[Records drawn from a dataset]
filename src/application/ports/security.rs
// src/application/ports/security.rs
use crate::application::{ApplicationResult, dto::AdminPrincipal};
use async_trait::async_trait;

#[async_trait]
pub trait AdminAuthenticator: Send + Sync {
    /// Resolve a bearer token to the admin it was issued to.
    async fn authenticate(&self, token: &str) -> ApplicationResult<AdminPrincipal>;
}
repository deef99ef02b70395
mod get_by_id;
mod get_by_slug;
mod list;
mod service;

pub use get_by_id::GetArticleByIdQuery;
pub use get_by_slug::GetArticleBySlugQuery;
pub use list::ListArticlesQuery;
pub use service::ArticleQueryService;
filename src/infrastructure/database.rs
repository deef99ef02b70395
use sqlx::{PgPool, postgres::PgPoolOptions};

pub async fn init_pool(database_url: &str) -> Result<PgPool, sqlx::Error> {
    PgPoolOptions::new()
        .max_connections(16)
        .connect(database_url)
        .await
}

pub async fn run_migrations(pool: &PgPool) -> Result<(), sqlx::migrate::MigrateError> {
    sqlx::migrate!("./migrations").run(pool).await
}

WORK INSTRUCTIONS:
The lines to output run from the one containing "filename src/infrastructure/database.rs" through the last line of the records above; repeat them exactly and nothing more.

THE ANSWER:
filename src/infrastructure/database.rs
repository deef99ef02b70395
use sqlx::{PgPool, postgres::PgPoolOptions};

pub async fn init_pool(database_url: &str) -> Result<PgPool, sqlx::Error> {
    PgPoolOptions::new()
        .max_connections(16)
        .connect(database_url)
        .await
}

pub async fn run_migrations(pool: &PgPool) -> Result<(), sqlx::migrate::MigrateError> {
    sqlx::migrate!("./migrations").run(pool).await
}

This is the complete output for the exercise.